Population increase will signal an end to judicial accountability as elections are replaced by appointments
New figures from the U.S. Census Bureau show Pinal county’s 299,246 residents as of July 1, 2007, represent an 11.5 percent increase from the same time a year earlier. And since the 2000 census, the population is up 65 percent. The Arizona Daily Star covers the explosive growth.
Bur, there is much more at stake in the stark realities underlying this news. Seeing Red AZ carried a revealing look at merit selection last year. As of the 2010 census, Pinal county voters will have their ability to elect judges wrenched from them and awarded to a panel of their hypothetical stand-ins.
The process of merit selection of judges incorporates a population threshold of 250,000. Arizona’s two most populous counties, Maricopa and Pima, have their superior court judges selected by panels of lawyers and citizens presided over by a voting Arizona Supreme Court Justice, ostensibly representing the voters.

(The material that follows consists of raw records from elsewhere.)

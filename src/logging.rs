//! Logger setup and file-based decision logging.

use std::io::Write;

use log::LevelFilter;
use simplelog::{ColorChoice, ConfigBuilder, TermLogger, TerminalMode};

use crate::gate::SendVerdict;

/// Initialize terminal logging for embedding hosts that bring no logger of
/// their own. Later calls are ignored once a logger is installed.
pub fn init(level: LevelFilter) {
    let config = ConfigBuilder::new().set_time_format_rfc3339().build();
    let _ = TermLogger::init(level, config, TerminalMode::Stderr, ColorChoice::Auto);
}

/// Append a decision record to ~/.local/share/mail-sendgate/decisions.log.
/// Best-effort: failures are silently ignored (logging must never block the send).
pub fn log_decision(verdict: &SendVerdict) {
    let Some(home) = std::env::var_os("HOME") else {
        return;
    };
    let log_dir = std::path::Path::new(&home).join(".local/share/mail-sendgate");
    let _ = std::fs::create_dir_all(&log_dir);

    let log_path = log_dir.join("decisions.log");
    let Ok(mut file) = std::fs::OpenOptions::new()
        .create(true)
        .append(true)
        .open(log_path)
    else {
        return;
    };

    // Compact single-line reason for the log
    let reason_oneline = verdict.reason.replace('\n', "; ");
    let ts = chrono::Utc::now().format("%Y-%m-%dT%H:%M:%SZ");

    let _ = writeln!(
        file,
        "{ts}\t{decision}\t{reason}",
        decision = verdict.decision.as_str(),
        reason = reason_oneline,
    );
}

A similar panel interviews judicial applicants for the Arizona Supreme Court and the state courts of appeals. A list of not more than 2/3 of one political party is then sent to the governor, who makes the final selection to fill vacancies or new judicial divisions. Check out the link above for an indication of how the system functions.

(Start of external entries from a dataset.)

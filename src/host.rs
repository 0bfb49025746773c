//! Host adapter traits: the seam between the pipeline and the mail client.
//!
//! The pipeline never talks to the client runtime directly. It consumes the
//! in-flight mail item and the dialog surface through these traits, so a
//! deployment binds them to the real client APIs and tests substitute
//! doubles.

use async_trait::async_trait;
use serde::Serialize;
use thiserror::Error;

/// Errors surfaced by host API calls.
#[derive(Debug, Error)]
pub enum HostError {
    /// A property fetch (subject, body, attachments) failed.
    #[error("{property} retrieval failed: {detail}")]
    Retrieval {
        property: &'static str,
        detail: String,
    },
    /// The dialog surface could not be opened.
    #[error("dialog failed to open: {0}")]
    DialogOpen(String),
    /// The dialog's message channel closed before a message arrived.
    #[error("dialog closed without a response")]
    DialogClosed,
}

pub type HostResult<T> = Result<T, HostError>;

/// Coercion applied by the host when returning the message body.
#[derive(Debug, Clone, Copy, PartialEq, Eq)]
pub enum BodyCoercion {
    /// Body flattened to plain text. The rules always ask for this.
    PlainText,
    /// Raw HTML body.
    Html,
}

/// An attachment as reported by the host. Only the file name is consumed.
#[derive(Debug, Clone, PartialEq, Eq)]
pub struct AttachmentRef {
    /// File name including extension.
    pub name: String,
}

/// The in-flight mail item of one send attempt.
#[async_trait]
pub trait MailItem: Send + Sync {
    /// Fetch the subject line.
    async fn subject(&self) -> HostResult<String>;

    /// Fetch the body under the given coercion.
    async fn body(&self, coercion: BodyCoercion) -> HostResult<String>;

    /// Fetch attachment metadata.
    async fn attachments(&self) -> HostResult<Vec<AttachmentRef>>;
}

/// Options passed to the host when opening a dialog surface.
#[derive(Debug, Clone, Serialize)]
#[serde(rename_all = "camelCase")]
pub struct DialogOptions {
    pub height: u32,
    pub width: u32,
    pub display_in_iframe: bool,
}

/// A dialog opened via [`DialogHost::open`].
///
/// The gate receives exactly one message per dialog and closes the handle
/// afterwards on every path.
#[async_trait]
pub trait DialogHandle: Send {
    /// Await the next message posted by the dialog page.
    async fn next_message(&mut self) -> HostResult<String>;

    /// Close the dialog surface.
    async fn close(&mut self);
}

/// The host's modal dialog capability.
#[async_trait]
pub trait DialogHost: Send + Sync {
    /// Open a dialog at `url` with the given options.
    async fn open(&self, url: &str, options: DialogOptions) -> HostResult<Box<dyn DialogHandle>>;
}

#[cfg(test)]
mod tests {
    use super::*;

    #[test]
    fn dialog_options_serialize_to_host_casing() {
        let options = DialogOptions {
            height: 40,
            width: 30,
            display_in_iframe: true,
        };
        let json = serde_json::to_string(&options).unwrap();
        assert_eq!(json, r#"{"height":40,"width":30,"displayInIframe":true}"#);
    }

    #[test]
    fn host_error_messages() {
        let e = HostError::Retrieval {
            property: "subject",
            detail: "timeout".into(),
        };
        assert_eq!(e.to_string(), "subject retrieval failed: timeout");
        assert_eq!(
            HostError::DialogClosed.to_string(),
            "dialog closed without a response"
        );
    }
}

Voters are told they still have a voice on the judicial ‘retention’ ballot. What they are not told is that no judge has been ousted through that process in over thirty years. Merit selection simply conceals its very political nature with a series of overlays that protect the coveted system.
The vast majority of Arizona counties—thirteen out of fifteen, continue to elect their judges. This practice has produced a quality bench, where judges actually are accountable to, and interact with, the people, rather than assuming the role of an untouchable elite.

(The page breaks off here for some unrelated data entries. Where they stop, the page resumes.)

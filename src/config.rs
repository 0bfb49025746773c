use serde::{Deserialize, Serialize};

/// Embedded default configuration.
const DEFAULT_CONFIG: &str = include_str!("../config.default.toml");

// ── Final (merged) config types ──

#[derive(Debug, Deserialize, Serialize)]
pub struct Config {
    #[serde(default)]
    pub dialog: DialogConfig,
    #[serde(default)]
    pub body_link: BodyLinkConfig,
    #[serde(default)]
    pub attachments: AttachmentConfig,
}

/// Policy applied when a rule escalates but the confirmation dialog cannot
/// be opened.
#[derive(Debug, Clone, Copy, PartialEq, Eq, Default, Deserialize, Serialize)]
#[serde(rename_all = "lowercase")]
pub enum FailurePolicy {
    /// Veto the send.
    #[default]
    Block,
    /// Let the send proceed.
    Allow,
}

#[derive(Debug, Deserialize, Serialize, Default)]
pub struct DialogConfig {
    /// Confirmation page served into the host dialog surface.
    #[serde(default)]
    pub url: String,
    #[serde(default)]
    pub height: u32,
    #[serde(default)]
    pub width: u32,
    #[serde(default)]
    pub display_in_iframe: bool,
    /// Seconds to wait for the user's answer. 0 waits indefinitely.
    #[serde(default)]
    pub timeout_secs: u64,
}

#[derive(Debug, Deserialize, Serialize, Default)]
pub struct BodyLinkConfig {
    #[serde(default)]
    pub enabled: bool,
    /// Substrings that mark the body as carrying a meeting recording.
    #[serde(default)]
    pub link_patterns: Vec<String>,
    #[serde(default)]
    pub link_match_ignores_case: bool,
    #[serde(default)]
    pub id_match_ignores_case: bool,
    #[serde(default)]
    pub on_dialog_failure: FailurePolicy,
}

#[derive(Debug, Deserialize, Serialize, Default)]
pub struct AttachmentConfig {
    #[serde(default)]
    pub enabled: bool,
    /// Filename suffixes whose attachments must carry the project number.
    #[serde(default)]
    pub extensions: Vec<String>,
    #[serde(default)]
    pub id_match_ignores_case: bool,
    #[serde(default)]
    pub on_dialog_failure: FailurePolicy,
}

// ── Overlay types (user config that merges with defaults) ──

#[derive(Debug, Deserialize, Default)]
struct ConfigOverlay {
    #[serde(default)]
    dialog: DialogOverlay,
    #[serde(default)]
    body_link: BodyLinkOverlay,
    #[serde(default)]
    attachments: AttachmentOverlay,
}

#[derive(Debug, Deserialize, Default)]
struct DialogOverlay {
    url: Option<String>,
    height: Option<u32>,
    width: Option<u32>,
    display_in_iframe: Option<bool>,
    timeout_secs: Option<u64>,
}

#[derive(Debug, Deserialize, Default)]
struct BodyLinkOverlay {
    #[serde(default)]
    replace: bool,
    enabled: Option<bool>,
    #[serde(default)]
    link_patterns: Vec<String>,
    #[serde(default)]
    remove_link_patterns: Vec<String>,
    link_match_ignores_case: Option<bool>,
    id_match_ignores_case: Option<bool>,
    on_dialog_failure: Option<FailurePolicy>,
}

#[derive(Debug, Deserialize, Default)]
struct AttachmentOverlay {
    #[serde(default)]
    replace: bool,
    enabled: Option<bool>,
    #[serde(default)]
    extensions: Vec<String>,
    #[serde(default)]
    remove_extensions: Vec<String>,
    id_match_ignores_case: Option<bool>,
    on_dialog_failure: Option<FailurePolicy>,
}

// ── Merge logic ──

/// Merge a user list into a default list.
/// In replace mode: user list replaces default entirely.
/// In merge mode: remove items first, then extend with additions (deduped).
fn merge_list(base: &mut Vec<String>, add: Vec<String>, remove: &[String], replace: bool) {
    if replace {
        *base = add;
    } else {
        base.retain(|item| !remove.contains(item));
        for item in add {
            if !base.contains(&item) {
                base.push(item);
            }
        }
    }
}

impl Config {
    /// Load the default embedded configuration.
    pub fn default_config() -> Self {
        toml::from_str(DEFAULT_CONFIG).expect("embedded default config must parse")
    }

    /// Load configuration with resolution order:
    /// 1. Start with embedded defaults
    /// 2. Merge user overlay from ~/.config/mail-sendgate/config.toml (if exists)
    ///
    /// User config merges with defaults: lists extend, scalars override.
    /// Set `replace = true` in a rule section to replace its lists entirely.
    /// Use `remove_<field>` lists to subtract specific items from defaults.
    pub fn load() -> Self {
        let mut config = Self::default_config();
        if let Some(overlay) = Self::load_overlay() {
            config.apply_overlay(overlay);
        }
        config
    }

    /// Try to load user overlay from ~/.config/mail-sendgate/config.toml.
    fn load_overlay() -> Option<ConfigOverlay> {
        let home = std::env::var_os("HOME")?;
        let path = std::path::Path::new(&home).join(".config/mail-sendgate/config.toml");
        let content = std::fs::read_to_string(path).ok()?;
        match toml::from_str(&content) {
            Ok(overlay) => Some(overlay),
            Err(e) => {
                log::error!("config parse error: {e}");
                None
            }
        }
    }

    /// Apply an overlay on top of this config (merge semantics).
    fn apply_overlay(&mut self, overlay: ConfigOverlay) {
        // Dialog: scalar overrides only
        let d = overlay.dialog;
        if let Some(v) = d.url {
            self.dialog.url = v;
        }
        if let Some(v) = d.height {
            self.dialog.height = v;
        }
        if let Some(v) = d.width {
            self.dialog.width = v;
        }
        if let Some(v) = d.display_in_iframe {
            self.dialog.display_in_iframe = v;
        }
        if let Some(v) = d.timeout_secs {
            self.dialog.timeout_secs = v;
        }

        // Body-link rule
        let b = overlay.body_link;
        merge_list(
            &mut self.body_link.link_patterns,
            b.link_patterns,
            &b.remove_link_patterns,
            b.replace,
        );
        if let Some(v) = b.enabled {
            self.body_link.enabled = v;
        }
        if let Some(v) = b.link_match_ignores_case {
            self.body_link.link_match_ignores_case = v;
        }
        if let Some(v) = b.id_match_ignores_case {
            self.body_link.id_match_ignores_case = v;
        }
        if let Some(v) = b.on_dialog_failure {
            self.body_link.on_dialog_failure = v;
        }

        // Attachment rule
        let a = overlay.attachments;
        merge_list(
            &mut self.attachments.extensions,
            a.extensions,
            &a.remove_extensions,
            a.replace,
        );
        if let Some(v) = a.enabled {
            self.attachments.enabled = v;
        }
        if let Some(v) = a.id_match_ignores_case {
            self.attachments.id_match_ignores_case = v;
        }
        if let Some(v) = a.on_dialog_failure {
            self.attachments.on_dialog_failure = v;
        }
    }

    /// Apply an overlay from a TOML string. Used for testing.
    #[cfg(test)]
    fn apply_overlay_str(&mut self, toml_str: &str) {
        let overlay: ConfigOverlay = toml::from_str(toml_str).unwrap();
        self.apply_overlay(overlay);
    }
}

Inexplicably, all of the biographical information and photos of Maricopa County’s Superior Court Judges have recently been removed. Yet all other officials have their information available. The Governor, Attorney General, Maricopa County Attorney and Sheriff are easily located. Such information is even accessible for Arizona’s Supreme Court Justices.
Voters will be told that accepting campaign money from lawyers who appear before judges is unethical. There are numerous ways to circumvent that. However, such an argument does cast a dark cloud over the fine judges currently elected in the vast majority of Arizona counties.